La Cour de cassation a rejeté mercredi le pourvoi du laboratoire pharmaceutique allemand Merck, condamné en 2020 par la cour d'appel de Lyon à indemniser plus de 3 300 utilisateurs du Levothyrox ayant souffert d'effets secondaires, à la suite d'un changement de formule dans ce médicament prescrit contre l'hypothyroïdie.
Dans son arrêt, qui met un terme définitif à cette procédure, la Cour confirme que « lorsque la composition d’un médicament change et que cette évolution de formule n’est pas signalée explicitement dans la notice, le fabricant et l’exploitant peuvent se voir reprocher un défaut d’information », pouvant causer « un préjudice moral ».
En première instance, les juges lyonnais avaient écarté tout manquement du laboratoire pharmaceutique dans le lancement en 2017 du nouveau Levothyrox. Mais la cour d'appel a ensuite reconnu « une faute », condamnant Merck pour « préjudice moral » avec une indemnisation individuelle de 1 000 euros, soit un total de plus de 3,3 millions d'euros, alors que les plaignants réclamaient 10 000 euros par personne.
La nouvelle formule du médicament, modifiant certains de ses excipients afin d'apporter davantage de stabilité au produit, a été incriminée, entre mars 2017 et avril 2018, par quelque 31 000 patients souffrant de maux de tête, insomnies, vertiges, etc.
« Soulagement »
Durant le procès en appel, la société pharmaceutique avait réaffirmé qu'elle ne pouvait pas informer directement les patients, arguant que la loi le lui interdit. Mais selon la cour d'appel, le laboratoire « avait l'obligation légale d'informer directement les malades, notamment par la boîte et la notice ». « La seule mention du mannitol et de l’acide citrique dans un texte dense et imprimé en petits caractères, est insuffisante pour informer les patients d’une évolution de la formule », juge la Cour de cassation.
De même, concernant le préjudice moral, la Cour estime dans son arrêt que « n’ayant pas été informés de l’évolution de la composition du médicament, ses utilisateurs n’ont pas été en mesure de faire face immédiatement aux effets secondaires ». « Ils ont donc subi un préjudice moral temporaire, qui a duré jusqu’à ce qu’ils aient eu connaissance de ce changement de formule », estime la haute juridiction.
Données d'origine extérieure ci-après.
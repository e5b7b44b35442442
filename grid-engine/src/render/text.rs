//! Plain-text rendering of a grid view.
//!
//! Produces aligned columns separated by two spaces, a rule under the
//! header and above the footer, and a page bar. The body is limited to the
//! view's scroll region.

use crate::action::Affordance;
use crate::column::Alignment;
use crate::layout::{display_width, fit};
use crate::pagination::PageControls;
use crate::shell::SortDirection;
use crate::view::{Body, GridView, HeaderCell};

const GAP: &str = "  ";
const ACTIONS_HEADER: &str = "Actions";

/// Render `view` to a string, one line per grid line.
pub fn render(view: &GridView) -> String {
    let mut lines: Vec<String> = Vec::new();

    if let Some(line) = title_line(view) {
        lines.push(line);
    }

    if let Some(toggles) = &view.column_selector {
        let entries: Vec<String> = toggles
            .iter()
            .map(|t| format!("[{}] {}", if t.visible { "x" } else { " " }, t.label))
            .collect();
        lines.push(format!("Columns: {}", entries.join(GAP)));
    }

    let actions_width = actions_width(&view.actions);

    // Header and rule.
    let mut header: Vec<String> = view.headers.iter().map(header_text).collect();
    let mut rule: Vec<String> = view
        .headers
        .iter()
        .map(|h| "-".repeat(usize::from(h.width)))
        .collect();
    if let Some(width) = actions_width {
        header.push(fit(ACTIONS_HEADER, width, Alignment::Left));
        rule.push("-".repeat(usize::from(width)));
    }
    lines.push(join(header));
    lines.push(join(rule.clone()));

    match &view.body {
        Body::Loading => lines.push("Loading…".to_string()),
        Body::Error(message) | Body::Empty(message) => lines.push(message.clone()),
        Body::Rows(rows) => {
            let start = view.scroll.offset.min(rows.len());
            let end = match view.scroll.viewport {
                Some(viewport) => (start + viewport).min(rows.len()),
                None => rows.len(),
            };
            let buttons = action_buttons(&view.actions);
            for row in &rows[start..end] {
                let mut cells: Vec<String> = row
                    .cells
                    .iter()
                    .zip(&view.headers)
                    .map(|(cell, h)| fit(cell.label(), h.width, h.align))
                    .collect();
                if let Some(width) = actions_width {
                    cells.push(fit(&buttons, width, Alignment::Left));
                }
                lines.push(join(cells));
            }
            if end - start < rows.len() {
                lines.push(format!("Rows {}-{} of {}", start + 1, end, rows.len()));
            }
        }
    }

    if let Some(footer) = &view.footer {
        lines.push(join(rule));
        let cells: Vec<String> = footer
            .iter()
            .zip(&view.headers)
            .map(|(cell, h)| fit(&cell.text, h.width, h.align))
            .collect();
        lines.push(join(cells));
    }

    if let Some(controls) = &view.pagination {
        lines.push(page_bar(controls));
    }

    let mut out = lines.join("\n");
    out.push('\n');
    out
}

fn title_line(view: &GridView) -> Option<String> {
    match (&view.title, &view.filter) {
        (None, None) => None,
        (Some(title), None) => Some(title.clone()),
        (None, Some(filter)) => Some(format!("[{}]", filter)),
        (Some(title), Some(filter)) => Some(format!("{}{}[{}]", title, GAP, filter)),
    }
}

fn header_text(header: &HeaderCell) -> String {
    let label = match header.sort {
        Some(SortDirection::Ascending) => format!("{} ▲", header.label),
        Some(SortDirection::Descending) => format!("{} ▼", header.label),
        None => header.label.clone(),
    };
    fit(&label, header.width, header.align)
}

fn action_buttons(actions: &[Affordance]) -> String {
    actions
        .iter()
        .map(|a| format!("[{}]", a.label))
        .collect::<Vec<_>>()
        .join(" ")
}

fn actions_width(actions: &[Affordance]) -> Option<u16> {
    if actions.is_empty() {
        return None;
    }
    Some(display_width(&action_buttons(actions)).max(display_width(ACTIONS_HEADER)))
}

fn page_bar(controls: &PageControls) -> String {
    let mut parts = Vec::new();
    if controls.has_previous {
        parts.push("< Prev".to_string());
    }
    match controls.last_page {
        Some(last) => parts.push(format!("Page {} of {}", controls.current_page, last)),
        None => parts.push(format!("Page {}", controls.current_page)),
    }
    if controls.has_next {
        parts.push("Next >".to_string());
    }
    if controls.first_item > 0 {
        match controls.total {
            Some(total) => parts.push(format!(
                "Showing {}-{} of {}",
                controls.first_item, controls.last_item, total
            )),
            None => parts.push(format!(
                "Showing {}-{}",
                controls.first_item, controls.last_item
            )),
        }
    }
    parts.join(GAP)
}

fn join(cells: Vec<String>) -> String {
    cells.join(GAP).trim_end().to_string()
}

#[cfg(test)]
mod tests {
    use super::*;
    use crate::column::{Column, ColumnSet};
    use crate::config::GridConfig;
    use crate::model::Record;
    use crate::shell::GridShell;

    fn shell(config: GridConfig<Record>) -> GridShell<Record> {
        let columns = ColumnSet::new(vec![
            Column::field("id", "Id"),
            Column::field("amt", "Amount").sum().align(Alignment::Right),
        ]);
        let rows = vec![
            Record::new().set("id", 1i64).set("amt", 100i64),
            Record::new().set("id", 2i64).set("amt", 200i64),
            Record::new().set("id", 3i64).set("amt", 300i64),
        ];
        GridShell::new(columns, rows, config)
    }

    #[test]
    fn test_render_table_with_footer() {
        let out = render(&shell(GridConfig::new().title("Budget").footer()).view());
        let expected = "\
Budget
Id     Amount
-----  ------
1         100
2         200
3         300
-----  ------
Total     600
";
        assert_eq!(out, expected);
    }

    #[test]
    fn test_render_page_bar() {
        let mut grid = shell(GridConfig::new().paginate(2));
        grid.next_page();
        let out = render(&grid.view());
        assert!(out.ends_with("< Prev  Page 2 of 2  Showing 3-3 of 3\n"));
    }

    #[test]
    fn test_render_empty_state() {
        let mut grid = shell(GridConfig::new().empty_message("No transfers yet"));
        grid.set_rows(Vec::new());
        let out = render(&grid.view());
        assert!(out.contains("No transfers yet"));
        assert!(out.starts_with("Id  Amount\n"));
    }

    #[test]
    fn test_render_actions_column() {
        let grid = shell(GridConfig::new().actions().on_edit(|_: &Record| {}));
        let out = render(&grid.view());
        assert!(out.lines().next().unwrap().ends_with("Actions"));
        assert!(out.contains("[Edit]"));
        assert!(!out.contains("[Delete]"));
    }

    #[test]
    fn test_render_scroll_region() {
        let grid = shell(GridConfig::new().max_height(2));
        let out = render(&grid.view());
        assert!(out.contains("Rows 1-2 of 3"));
        assert!(!out.contains("300"));
    }
}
« C'est d'abord un soulagement car tout le monde craignait une cassation partielle, or l'arrêt confirme à 100 % la décision de la cour d'appel », s'est félicité auprès de l'AFP l'avocat des plaignants Christophe Lèguevaques, saluant « la confirmation de la responsabilité » de Merck et la reconnaissance du fait que les plaignants ont subi des préjudices moraux.
De son côté, Merck a « pris acte » de cette « position », mais a déploré dans un communiqué « qu’aucune expertise médicale n’ait été ordonnée et réalisée (...) pour confirmer l’existence ou non d’un lien de causalité entre le passage à la nouvelle formule du Levothyrox et les symptômes rapportés ».
Plainte au pénal
Si cette procédure d'ampleur est désormais close, le dossier du Levothyrox fait l'objet au pénal d'une information judiciaire contre X pour des faits présumés de tromperie aggravée, homicide et blessures involontaires et mise en danger de la vie d'autrui. Ouverte en 2018, elle est toujours instruite par le pôle santé du TGI de Marseille.
En juin 2019, l'Agence nationale de sécurité du médicament (ANSM) avait mené une étude sur plus de deux millions de patients ayant conclu que le passage à la nouvelle formule du Levothyrox n'avait pas engendré de « problèmes de santé graves ». Elle est aujourd'hui visée par une action collective pour « défaut de vigilance d'anticipation » de quelque 1 100 plaignants, lancée en septembre dernier devant le tribunal administratif de Montreuil.
En France, quelque 2,5 millions de patients utilisent quotidiennement la nouvelle formule du Levothyrox, selon Merck, et moins de 100 000 patients sont aujourd’hui traités avec l'ancienne formule, importée depuis fin 2017 sous le nom d'Euthyrox.
La distribution de l'ancienne formule, qui devait s'arrêter, a finalement été prolongée à plusieurs reprises et se poursuivra au moins jusqu'à la fin 2022, alors que la diversification de l'offre thérapeutique se poursuit, avec six médicaments alternatifs d'autres laboratoires sur le marché.